(Stored data)
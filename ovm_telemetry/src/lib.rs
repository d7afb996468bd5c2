/*
 * Copyright © 2025, United States Government, as represented by the Administrator of
 * the National Aeronautics and Space Administration. All rights reserved.
 *
 * The “ODIN” software is licensed under the Apache License, Version 2.0 (the "License");
 * you may not use this file except in compliance with the License. You may obtain a copy
 * of the License at http://www.apache.org/licenses/LICENSE-2.0.
 *
 * Unless required by applicable law or agreed to in writing, software distributed under
 * the License is distributed on an "AS IS" BASIS, WITHOUT WARRANTIES OR CONDITIONS OF ANY KIND,
 * either express or implied. See the License for the specific language governing permissions
 * and limitations under the License.
 */
#![allow(unused)]

use std::{fmt, sync::Arc};
use serde::{Serialize,Deserialize,Deserializer,de::IgnoredAny};
use tracing::debug;
use ovm_common::{datetime::TimeKey, geo::GeoPoint, strings::{normalize_callsign,is_same_callsign}};

pub mod errors;
use errors::{OvmTelemetryError,Result};

pub mod memory_store;
pub use memory_store::MemoryStore;

pub mod opensky;

/* #region aircraft and snapshot model **********************************************************************************/

/// a single aircraft record of a telemetry snapshot.
/// `callsign` is kept in its raw transponder form (which can include padding whitespace), use
/// [`AircraftState::normalized_callsign`] to compare with user input
#[derive(Serialize,Deserialize,Debug,Clone,PartialEq)]
pub struct AircraftState {
    pub callsign: String,

    #[serde(default, skip_serializing_if = "ovm_common::is_none")]
    pub icao24: Option<String>,

    pub latitude: f64,
    pub longitude: f64,

    /// meters above mean sea level, `None` if the aircraft is on the ground or did not report
    #[serde(default, alias = "geo_altitude", alias = "baro_altitude")]
    pub altitude: Option<f64>,
}

impl AircraftState {
    pub fn new (callsign: impl ToString, latitude: f64, longitude: f64, altitude: Option<f64>)->Self {
        AircraftState { callsign: callsign.to_string(), icao24: None, latitude, longitude, altitude }
    }

    pub fn with_icao24 (mut self, icao24: impl ToString)->Self {
        self.icao24 = Some(icao24.to_string());
        self
    }

    pub fn position (&self)->GeoPoint { GeoPoint::from_lat_lon_degrees( self.latitude, self.longitude) }

    pub fn normalized_callsign (&self)->String { normalize_callsign( &self.callsign) }

    pub fn has_callsign (&self, normalized: &str)->bool { is_same_callsign( &self.callsign, normalized) }

    /// does this record carry a usable position (not 0/0 and within WGS84 ranges)
    pub fn has_position (&self)->bool {
        !(self.latitude == 0.0 && self.longitude == 0.0) && self.position().is_valid()
    }
}

impl fmt::Display for AircraftState {
    fn fmt (&self, f: &mut fmt::Formatter<'_>)->fmt::Result {
        match self.altitude {
            Some(alt) => write!( f, "{}[{:.5},{:.5},{:.0}m]", self.callsign.trim(), self.latitude, self.longitude, alt),
            None => write!( f, "{}[{:.5},{:.5},-]", self.callsign.trim(), self.latitude, self.longitude)
        }
    }
}

/// the state of all tracked aircraft at a given time.
/// The aircraft list is shared so that snapshots can be handed out by stores without copying
#[derive(Serialize,Deserialize,Debug,Clone)]
pub struct TelemetrySnapshot {
    pub timestamp: TimeKey,

    #[serde(deserialize_with = "deserialize_aircraft_lenient")]
    pub aircraft: Arc<Vec<AircraftState>>,
}

impl TelemetrySnapshot {
    pub fn new (timestamp: TimeKey, aircraft: Vec<AircraftState>)->Self {
        TelemetrySnapshot { timestamp, aircraft: Arc::new(aircraft) }
    }

    pub fn len (&self)->usize { self.aircraft.len() }
    pub fn is_empty (&self)->bool { self.aircraft.is_empty() }

    pub fn find_callsign (&self, normalized: &str)->Option<&AircraftState> {
        self.aircraft.iter().find( |ac| ac.has_callsign( normalized))
    }
}

#[derive(Deserialize)]
#[serde(untagged)]
enum MaybeAircraft {
    Valid(AircraftState),
    Invalid(IgnoredAny)
}

/// malformed aircraft records are skipped instead of failing the whole snapshot
fn deserialize_aircraft_lenient<'de,D> (deserializer: D)->std::result::Result<Arc<Vec<AircraftState>>,D::Error>
    where D: Deserializer<'de>
{
    let records: Vec<MaybeAircraft> = Vec::deserialize( deserializer)?;
    let n_records = records.len();

    let aircraft: Vec<AircraftState> = records.into_iter().filter_map( |r| match r {
        MaybeAircraft::Valid(ac) => Some(ac),
        MaybeAircraft::Invalid(_) => None
    }).collect();

    if aircraft.len() < n_records {
        debug!("skipped {} malformed aircraft records", n_records - aircraft.len());
    }
    Ok( Arc::new(aircraft))
}

/* #endregion aircraft and snapshot model */

/* #region store interface **********************************************************************************************/

/// lazily evaluated sequence of snapshots. Each item can fail individually, e.g. if the store connection
/// is lost mid-iteration
pub type SnapshotIter<'a> = Box<dyn Iterator<Item=Result<TelemetrySnapshot>> + Send + 'a>;

/// the abstract time-indexed snapshot store all detection and reconstruction operates on.
/// Implementations have to be safe to share between concurrently running detection jobs
pub trait TelemetryStore: Send + Sync {

    /// all snapshots with `timestamp >= ts_gte`, in ascending timestamp order
    fn ascending_from (&self, ts_gte: TimeKey)->Result<SnapshotIter<'_>>;

    /// all snapshots with `timestamp <= ts_lte`, in descending timestamp order
    fn descending_from (&self, ts_lte: TimeKey)->Result<SnapshotIter<'_>>;

    /// insert or replace the snapshot for `snapshot.timestamp`
    fn upsert (&self, snapshot: TelemetrySnapshot)->Result<()>;

    /// drop snapshots older than `ts`, returning the number of removed snapshots.
    /// Stores without retention support keep everything
    fn remove_before (&self, ts: TimeKey)->Result<usize> { Ok(0) }

    /// the most recent timestamp in the store, if any
    fn latest_timestamp (&self)->Result<Option<TimeKey>> {
        match self.descending_from( TimeKey::MAX)?.next() {
            Some(res) => res.map( |s| Some(s.timestamp)),
            None => Ok(None)
        }
    }
}

impl<T: TelemetryStore + ?Sized> TelemetryStore for Arc<T> {
    fn ascending_from (&self, ts_gte: TimeKey)->Result<SnapshotIter<'_>> { self.as_ref().ascending_from( ts_gte) }
    fn descending_from (&self, ts_lte: TimeKey)->Result<SnapshotIter<'_>> { self.as_ref().descending_from( ts_lte) }
    fn upsert (&self, snapshot: TelemetrySnapshot)->Result<()> { self.as_ref().upsert( snapshot) }
    fn remove_before (&self, ts: TimeKey)->Result<usize> { self.as_ref().remove_before( ts) }
    fn latest_timestamp (&self)->Result<Option<TimeKey>> { self.as_ref().latest_timestamp() }
}

/* #endregion store interface */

**Your goal**
Gather all lines with the string "ToString" from the data.

**Your solution**
    pub fn new (callsign: impl ToString, latitude: f64, longitude: f64, altitude: Option<f64>)->Self {
    pub fn with_icao24 (mut self, icao24: impl ToString)->Self {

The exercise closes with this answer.